As for Persky’s extreme job search, Ogulnick said, “I must admit, it was very innovative.”

In his weeks as a walking classified ad, Persky, 48, got several job interviews and it encouraged him to set up a blog www.oracleofny.com to document his experience. A headhunter spotted the blog and showed a director at Weiser the blog. He called Persky in for an interview and he was subsequently hired.

“My happy ending holiday story is making the rounds on TV, radio and on-line,” Persky said as he posted the news on his blog and got cheers from around the world.

Now the father of five, is looking forward to being reunited with his family. His wife and kids had moved to her parents’ home in Nebraska to save cash but they’ll be returning to New York soon. 

As a business graduate from an Ivy League university in the US, Bharat Shah had every reason to expect an easy passage into a well-paid corporate career.

“But recruitment is ghoulish right now. I have applied for 30 jobs, but have not landed anything so far,” said Shah who plans to head back to Mumbai if he can’t find work at the end of the campus recruitment season.

“I have been practicing a two-minute pitch to present to potential employers describing my skills and ability to contribute to a firm in 120 seconds. I hope it works.”

It is not surprising that foreign students graduating from US universities aren’t getting enough jobs — neither are Americans.

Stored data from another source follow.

//! Composite JSON Schema synthesis from Ansible module documentation.
//!
//! The engine takes already-parsed [`ModuleRecord`]s and produces one
//! schema describing every valid task:
//!
//! 1. [`TypeInference`] maps each option to a type, using
//!    [`ContainerHeuristics`] for list/dict detection and an
//!    [`OverrideTable`] for version-gated corrections.
//! 2. [`assemble`] turns a module's properties into an object schema,
//!    rejecting name/alias collisions and encoding alias groups.
//! 3. [`classify`] routes each record: ignored, deferred (command modules)
//!    or ordinary. [`build_deferred`] builds the command shapes.
//! 4. [`compose`] merges everything into a [`CompositeSchema`].
//!
//! [`Synthesizer`] runs the whole pipeline. Failures are local to one
//! module and end up in the [`SynthesisReport`]; a run always completes.
//!
//! # Example
//!
//! ```
//! use ansible_schema_core::{ModuleRecord, OptionSpec, SourcedRecord, TypeHint};
//! use ansible_schema_synth::{SynthesisConfig, Synthesizer};
//!
//! let copy = ModuleRecord::new("copy")
//!     .with_option("dest", OptionSpec {
//!         required: true,
//!         ..OptionSpec::default()
//!     })
//!     .with_option("backup", OptionSpec {
//!         type_hint: TypeHint::Boolean,
//!         ..OptionSpec::default()
//!     });
//!
//! let outcome = Synthesizer::new(SynthesisConfig::default())
//!     .synthesize(&[SourcedRecord::new("copy.py", copy)]);
//!
//! let selector = outcome.schema.ordinary_selector().unwrap();
//! assert_eq!(selector["properties"]["copy"]["required"], serde_json::json!(["dest"]));
//! assert!(outcome.report.diagnostics.is_empty());
//! ```
//!
//! [`ModuleRecord`]: ansible_schema_core::ModuleRecord
//! [`OverrideTable`]: ansible_schema_core::OverrideTable

mod assemble;
mod classify;
mod compose;
mod heuristics;
mod infer;
mod report;
mod synthesize;

pub use assemble::{AssemblyError, ObjectSchema, alias_constraints, assemble, duplicate_names};
pub use classify::{
    COMMAND_MODULES, Classification, FREE_FORM_OPTION, IgnoreReason, NON_MODULE_MARKERS,
    build_deferred, classify, deferred_schema,
};
pub use compose::{CompositeSchema, ModuleMap, RESERVED_TASK_KEY, TaskItems, compose};
pub use heuristics::{Container, ContainerHeuristics, DICTIONARY_PATTERN, LIST_PATTERN};
pub use infer::{
    InferredOption, InferredProperties, TypeDescriptor, TypeInference, UnsafeChoices, base_type,
};
pub use report::{Diagnostic, DiagnosticCode, Severity, SynthesisReport};
pub use synthesize::{
    DEFAULT_DESCRIPTION, DEFAULT_TITLE, SynthesisConfig, SynthesisOutcome, Synthesizer,
};
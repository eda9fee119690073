//! Core types for synthesizing JSON Schemas from Ansible module documentation.
//!
//! This crate defines the data model shared by the engine, discovery and CLI
//! crates:
//!
//! - [`ModuleRecord`] / [`OptionSpec`]: the documentation block of one
//!   module, deserialized leniently from YAML or JSON.
//! - [`Property`] / [`PropertyType`]: one option after type inference,
//!   renderable as a JSON Schema fragment.
//! - [`SharedUnion`] / [`DefinitionRegistry`]: the reusable `ansible_*`
//!   union types referenced through `$ref`.
//! - [`Version`] / [`VersionReq`]: semantic versions and range predicates.
//! - [`OverrideTable`]: version-gated replacement schemas keyed by
//!   `(module, option)`.
//!
//! # Example
//!
//! ```
//! use ansible_schema_core::*;
//!
//! let record = ModuleRecord::new("stat").with_option(
//!     "path",
//!     OptionSpec {
//!         required: true,
//!         aliases: vec!["dest".to_string()],
//!         ..OptionSpec::default()
//!     },
//! );
//! assert_eq!(record.option_entries().count(), 1);
//!
//! let overrides = OverrideTable::builtin();
//! assert!(overrides.lookup("file", "mode", &Version::new(2, 5, 0)).is_some());
//! assert_eq!(DefinitionRegistry::builtin().len(), SharedUnion::ALL.len());
//! ```

mod definitions;
mod overrides;
mod types;
mod version;

pub use definitions::{DEFINITION_PREFIX, DefinitionRegistry, SharedUnion};
pub use overrides::{OverrideEntry, OverrideTable};
pub use types::*;
pub use version::{Version, VersionError, VersionReq};

/// JSON Schema dialect stamped on generated documents.
pub const JSON_SCHEMA_DRAFT: &str = "http://json-schema.org/draft-04/schema#";

/// Target Ansible version used when none is given.
pub const DEFAULT_TARGET_VERSION: Version = Version::new(2, 5, 0);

“It is a dismal situation across the country. But the problem is that unlike Americans, who can wait it out or start companies, these (foreign) kids have no choice but to return home…And that is the same situation with the tens of thousands of workers on temporary visas who are being laid-off,” Vivek Wadhwa, a Duke University adjunct professor who conducts research into the immigrant jobs market, told DNA. Wadhwa who estimated that 50,000 skilled Indian and Chinese people went back to their home country from the US over the past 20 years now predicts that 1,00,000 will do so in the next five years — double the number he expected before the economic crisis materialised.